● MATERIAL FOR THIS TASK:
*** Begin section ***

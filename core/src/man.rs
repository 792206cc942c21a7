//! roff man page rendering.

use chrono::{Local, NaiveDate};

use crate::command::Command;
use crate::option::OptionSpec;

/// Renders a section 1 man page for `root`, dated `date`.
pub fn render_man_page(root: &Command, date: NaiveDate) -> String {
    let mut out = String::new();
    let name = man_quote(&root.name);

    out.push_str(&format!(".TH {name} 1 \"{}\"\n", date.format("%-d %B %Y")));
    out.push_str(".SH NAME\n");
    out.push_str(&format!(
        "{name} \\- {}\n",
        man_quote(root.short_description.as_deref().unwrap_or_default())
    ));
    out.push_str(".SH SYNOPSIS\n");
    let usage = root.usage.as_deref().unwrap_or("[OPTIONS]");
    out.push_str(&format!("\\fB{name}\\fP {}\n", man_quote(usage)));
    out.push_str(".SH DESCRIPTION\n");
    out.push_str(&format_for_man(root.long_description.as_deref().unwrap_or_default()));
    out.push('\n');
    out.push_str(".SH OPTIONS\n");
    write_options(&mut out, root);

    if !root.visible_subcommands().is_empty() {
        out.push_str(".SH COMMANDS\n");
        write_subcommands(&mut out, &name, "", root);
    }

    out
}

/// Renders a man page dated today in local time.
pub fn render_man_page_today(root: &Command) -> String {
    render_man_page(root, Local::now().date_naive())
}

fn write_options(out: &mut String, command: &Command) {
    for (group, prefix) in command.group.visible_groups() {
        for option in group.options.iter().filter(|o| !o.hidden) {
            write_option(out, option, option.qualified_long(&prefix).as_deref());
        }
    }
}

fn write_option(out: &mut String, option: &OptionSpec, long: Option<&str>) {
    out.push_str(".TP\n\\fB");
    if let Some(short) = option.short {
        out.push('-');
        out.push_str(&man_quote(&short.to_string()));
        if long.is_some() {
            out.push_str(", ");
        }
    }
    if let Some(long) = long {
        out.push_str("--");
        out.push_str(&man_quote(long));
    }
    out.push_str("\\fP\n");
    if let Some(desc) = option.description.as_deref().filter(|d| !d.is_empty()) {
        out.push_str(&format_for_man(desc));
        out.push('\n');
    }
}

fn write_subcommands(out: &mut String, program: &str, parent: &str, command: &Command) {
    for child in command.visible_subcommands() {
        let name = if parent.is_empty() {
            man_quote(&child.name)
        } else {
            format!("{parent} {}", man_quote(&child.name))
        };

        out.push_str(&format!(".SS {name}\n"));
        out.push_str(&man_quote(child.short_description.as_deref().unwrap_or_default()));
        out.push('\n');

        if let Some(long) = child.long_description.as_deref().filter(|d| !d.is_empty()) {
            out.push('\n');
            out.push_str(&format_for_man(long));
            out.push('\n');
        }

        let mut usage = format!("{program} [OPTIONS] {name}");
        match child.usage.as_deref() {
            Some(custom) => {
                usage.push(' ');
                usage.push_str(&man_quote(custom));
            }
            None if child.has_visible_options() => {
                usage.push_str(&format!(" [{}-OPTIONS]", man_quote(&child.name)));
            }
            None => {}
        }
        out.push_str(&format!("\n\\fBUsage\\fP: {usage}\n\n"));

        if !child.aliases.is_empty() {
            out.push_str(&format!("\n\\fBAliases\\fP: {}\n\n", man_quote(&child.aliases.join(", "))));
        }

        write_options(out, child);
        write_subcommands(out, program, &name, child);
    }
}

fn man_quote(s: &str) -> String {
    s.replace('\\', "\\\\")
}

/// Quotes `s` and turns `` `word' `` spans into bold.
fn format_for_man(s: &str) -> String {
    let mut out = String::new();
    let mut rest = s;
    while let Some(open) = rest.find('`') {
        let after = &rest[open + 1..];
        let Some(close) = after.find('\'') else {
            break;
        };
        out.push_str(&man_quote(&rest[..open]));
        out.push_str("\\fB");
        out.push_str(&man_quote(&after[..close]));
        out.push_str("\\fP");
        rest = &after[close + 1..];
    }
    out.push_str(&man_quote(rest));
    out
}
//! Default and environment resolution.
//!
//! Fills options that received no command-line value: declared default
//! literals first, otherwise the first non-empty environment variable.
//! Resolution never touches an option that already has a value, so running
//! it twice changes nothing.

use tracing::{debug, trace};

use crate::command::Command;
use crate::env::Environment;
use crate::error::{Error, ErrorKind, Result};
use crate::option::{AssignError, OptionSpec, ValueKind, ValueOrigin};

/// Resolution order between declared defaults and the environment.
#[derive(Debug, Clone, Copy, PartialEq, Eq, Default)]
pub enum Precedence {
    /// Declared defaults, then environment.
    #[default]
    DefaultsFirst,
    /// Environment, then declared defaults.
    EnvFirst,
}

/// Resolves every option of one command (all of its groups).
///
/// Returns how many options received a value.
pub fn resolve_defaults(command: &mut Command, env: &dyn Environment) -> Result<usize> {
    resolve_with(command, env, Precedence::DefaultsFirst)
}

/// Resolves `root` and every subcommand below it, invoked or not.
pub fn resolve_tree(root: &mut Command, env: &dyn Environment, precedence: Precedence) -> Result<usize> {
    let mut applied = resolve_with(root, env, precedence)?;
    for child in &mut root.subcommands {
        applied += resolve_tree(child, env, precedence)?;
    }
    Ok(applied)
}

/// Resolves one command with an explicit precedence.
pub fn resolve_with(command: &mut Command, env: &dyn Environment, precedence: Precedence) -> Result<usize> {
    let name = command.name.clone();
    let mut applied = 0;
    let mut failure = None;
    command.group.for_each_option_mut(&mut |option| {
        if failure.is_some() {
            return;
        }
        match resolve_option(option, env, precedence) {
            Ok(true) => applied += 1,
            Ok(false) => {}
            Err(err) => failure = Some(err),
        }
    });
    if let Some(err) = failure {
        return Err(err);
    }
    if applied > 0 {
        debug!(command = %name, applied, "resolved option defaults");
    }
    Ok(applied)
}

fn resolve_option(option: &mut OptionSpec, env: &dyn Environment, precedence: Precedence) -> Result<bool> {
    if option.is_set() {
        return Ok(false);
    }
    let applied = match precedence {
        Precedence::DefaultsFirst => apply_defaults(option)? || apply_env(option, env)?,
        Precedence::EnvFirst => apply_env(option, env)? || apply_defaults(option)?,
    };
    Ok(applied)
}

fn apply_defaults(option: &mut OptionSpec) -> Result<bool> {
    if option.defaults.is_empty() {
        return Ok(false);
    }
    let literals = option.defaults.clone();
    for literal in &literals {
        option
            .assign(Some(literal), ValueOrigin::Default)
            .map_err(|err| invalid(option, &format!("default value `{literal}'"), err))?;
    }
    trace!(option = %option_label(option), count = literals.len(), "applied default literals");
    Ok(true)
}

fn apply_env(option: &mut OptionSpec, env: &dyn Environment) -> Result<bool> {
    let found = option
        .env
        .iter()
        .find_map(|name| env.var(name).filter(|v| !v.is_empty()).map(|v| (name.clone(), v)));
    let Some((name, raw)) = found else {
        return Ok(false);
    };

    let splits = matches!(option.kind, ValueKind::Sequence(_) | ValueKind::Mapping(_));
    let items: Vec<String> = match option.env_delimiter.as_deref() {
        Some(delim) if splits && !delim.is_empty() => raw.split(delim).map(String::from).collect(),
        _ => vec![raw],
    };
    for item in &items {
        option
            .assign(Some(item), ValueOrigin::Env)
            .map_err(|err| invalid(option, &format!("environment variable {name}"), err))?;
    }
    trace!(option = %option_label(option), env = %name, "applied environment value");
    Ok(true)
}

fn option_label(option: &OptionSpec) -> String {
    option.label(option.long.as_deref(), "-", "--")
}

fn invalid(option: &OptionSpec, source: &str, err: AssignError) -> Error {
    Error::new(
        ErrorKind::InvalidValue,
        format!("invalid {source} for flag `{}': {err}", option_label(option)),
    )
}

*** End section ***

● REQUIRED ACTION:
Print all of the entries exactly, leaving nothing out.

● RESULT:
filename core/src/man.rs
repository 792206cc942c21a7
//! roff man page rendering.

use chrono::{Local, NaiveDate};

use crate::command::Command;
use crate::option::OptionSpec;

/// Renders a section 1 man page for `root`, dated `date`.
pub fn render_man_page(root: &Command, date: NaiveDate) -> String {
    let mut out = String::new();
    let name = man_quote(&root.name);

    out.push_str(&format!(".TH {name} 1 \"{}\"\n", date.format("%-d %B %Y")));
    out.push_str(".SH NAME\n");
    out.push_str(&format!(
        "{name} \\- {}\n",
        man_quote(root.short_description.as_deref().unwrap_or_default())
    ));
    out.push_str(".SH SYNOPSIS\n");
    let usage = root.usage.as_deref().unwrap_or("[OPTIONS]");
    out.push_str(&format!("\\fB{name}\\fP {}\n", man_quote(usage)));
    out.push_str(".SH DESCRIPTION\n");
    out.push_str(&format_for_man(root.long_description.as_deref().unwrap_or_default()));
    out.push('\n');
    out.push_str(".SH OPTIONS\n");
    write_options(&mut out, root);

    if !root.visible_subcommands().is_empty() {
        out.push_str(".SH COMMANDS\n");
        write_subcommands(&mut out, &name, "", root);
    }

    out
}

/// Renders a man page dated today in local time.
pub fn render_man_page_today(root: &Command) -> String {
    render_man_page(root, Local::now().date_naive())
}

fn write_options(out: &mut String, command: &Command) {
    for (group, prefix) in command.group.visible_groups() {
        for option in group.options.iter().filter(|o| !o.hidden) {
            write_option(out, option, option.qualified_long(&prefix).as_deref());
        }
    }
}

fn write_option(out: &mut String, option: &OptionSpec, long: Option<&str>) {
    out.push_str(".TP\n\\fB");
    if let Some(short) = option.short {
        out.push('-');
        out.push_str(&man_quote(&short.to_string()));
        if long.is_some() {
            out.push_str(", ");
        }
    }
    if let Some(long) = long {
        out.push_str("--");
        out.push_str(&man_quote(long));
    }
    out.push_str("\\fP\n");
    if let Some(desc) = option.description.as_deref().filter(|d| !d.is_empty()) {
        out.push_str(&format_for_man(desc));
        out.push('\n');
    }
}

fn write_subcommands(out: &mut String, program: &str, parent: &str, command: &Command) {
    for child in command.visible_subcommands() {
        let name = if parent.is_empty() {
            man_quote(&child.name)
        } else {
            format!("{parent} {}", man_quote(&child.name))
        };

        out.push_str(&format!(".SS {name}\n"));
        out.push_str(&man_quote(child.short_description.as_deref().unwrap_or_default()));
        out.push('\n');

        if let Some(long) = child.long_description.as_deref().filter(|d| !d.is_empty()) {
            out.push('\n');
            out.push_str(&format_for_man(long));
            out.push('\n');
        }

        let mut usage = format!("{program} [OPTIONS] {name}");
        match child.usage.as_deref() {
            Some(custom) => {
                usage.push(' ');
                usage.push_str(&man_quote(custom));
            }
            None if child.has_visible_options() => {
                usage.push_str(&format!(" [{}-OPTIONS]", man_quote(&child.name)));
            }
            None => {}
        }
        out.push_str(&format!("\n\\fBUsage\\fP: {usage}\n\n"));

        if !child.aliases.is_empty() {
            out.push_str(&format!("\n\\fBAliases\\fP: {}\n\n", man_quote(&child.aliases.join(", "))));
        }

        write_options(out, child);
        write_subcommands(out, program, &name, child);
    }
}

fn man_quote(s: &str) -> String {
    s.replace('\\', "\\\\")
}

/// Quotes `s` and turns `` `word' `` spans into bold.
fn format_for_man(s: &str) -> String {
    let mut out = String::new();
    let mut rest = s;
    while let Some(open) = rest.find('`') {
        let after = &rest[open + 1..];
        let Some(close) = after.find('\'') else {
            break;
        };
        out.push_str(&man_quote(&rest[..open]));
        out.push_str("\\fB");
        out.push_str(&man_quote(&after[..close]));
        out.push_str("\\fP");
        rest = &after[close + 1..];
    }
    out.push_str(&man_quote(rest));
    out
}
//! Default and environment resolution.
//!
//! Fills options that received no command-line value: declared default
//! literals first, otherwise the first non-empty environment variable.
//! Resolution never touches an option that already has a value, so running
//! it twice changes nothing.

use tracing::{debug, trace};

use crate::command::Command;
use crate::env::Environment;
use crate::error::{Error, ErrorKind, Result};
use crate::option::{AssignError, OptionSpec, ValueKind, ValueOrigin};

/// Resolution order between declared defaults and the environment.
#[derive(Debug, Clone, Copy, PartialEq, Eq, Default)]
pub enum Precedence {
    /// Declared defaults, then environment.
    #[default]
    DefaultsFirst,
    /// Environment, then declared defaults.
    EnvFirst,
}

/// Resolves every option of one command (all of its groups).
///
/// Returns how many options received a value.
pub fn resolve_defaults(command: &mut Command, env: &dyn Environment) -> Result<usize> {
    resolve_with(command, env, Precedence::DefaultsFirst)
}

/// Resolves `root` and every subcommand below it, invoked or not.
pub fn resolve_tree(root: &mut Command, env: &dyn Environment, precedence: Precedence) -> Result<usize> {
    let mut applied = resolve_with(root, env, precedence)?;
    for child in &mut root.subcommands {
        applied += resolve_tree(child, env, precedence)?;
    }
    Ok(applied)
}

/// Resolves one command with an explicit precedence.
pub fn resolve_with(command: &mut Command, env: &dyn Environment, precedence: Precedence) -> Result<usize> {
    let name = command.name.clone();
    let mut applied = 0;
    let mut failure = None;
    command.group.for_each_option_mut(&mut |option| {
        if failure.is_some() {
            return;
        }
        match resolve_option(option, env, precedence) {
            Ok(true) => applied += 1,
            Ok(false) => {}
            Err(err) => failure = Some(err),
        }
    });
    if let Some(err) = failure {
        return Err(err);
    }
    if applied > 0 {
        debug!(command = %name, applied, "resolved option defaults");
    }
    Ok(applied)
}

fn resolve_option(option: &mut OptionSpec, env: &dyn Environment, precedence: Precedence) -> Result<bool> {
    if option.is_set() {
        return Ok(false);
    }
    let applied = match precedence {
        Precedence::DefaultsFirst => apply_defaults(option)? || apply_env(option, env)?,
        Precedence::EnvFirst => apply_env(option, env)? || apply_defaults(option)?,
    };
    Ok(applied)
}

fn apply_defaults(option: &mut OptionSpec) -> Result<bool> {
    if option.defaults.is_empty() {
        return Ok(false);
    }
    let literals = option.defaults.clone();
    for literal in &literals {
        option
            .assign(Some(literal), ValueOrigin::Default)
            .map_err(|err| invalid(option, &format!("default value `{literal}'"), err))?;
    }
    trace!(option = %option_label(option), count = literals.len(), "applied default literals");
    Ok(true)
}

fn apply_env(option: &mut OptionSpec, env: &dyn Environment) -> Result<bool> {
    let found = option
        .env
        .iter()
        .find_map(|name| env.var(name).filter(|v| !v.is_empty()).map(|v| (name.clone(), v)));
    let Some((name, raw)) = found else {
        return Ok(false);
    };

    let splits = matches!(option.kind, ValueKind::Sequence(_) | ValueKind::Mapping(_));
    let items: Vec<String> = match option.env_delimiter.as_deref() {
        Some(delim) if splits && !delim.is_empty() => raw.split(delim).map(String::from).collect(),
        _ => vec![raw],
    };
    for item in &items {
        option
            .assign(Some(item), ValueOrigin::Env)
            .map_err(|err| invalid(option, &format!("environment variable {name}"), err))?;
    }
    trace!(option = %option_label(option), env = %name, "applied environment value");
    Ok(true)
}

fn option_label(option: &OptionSpec) -> String {
    option.label(option.long.as_deref(), "-", "--")
}

fn invalid(option: &OptionSpec, source: &str, err: AssignError) -> Error {
    Error::new(
        ErrorKind::InvalidValue,
        format!("invalid {source} for flag `{}': {err}", option_label(option)),
    )
}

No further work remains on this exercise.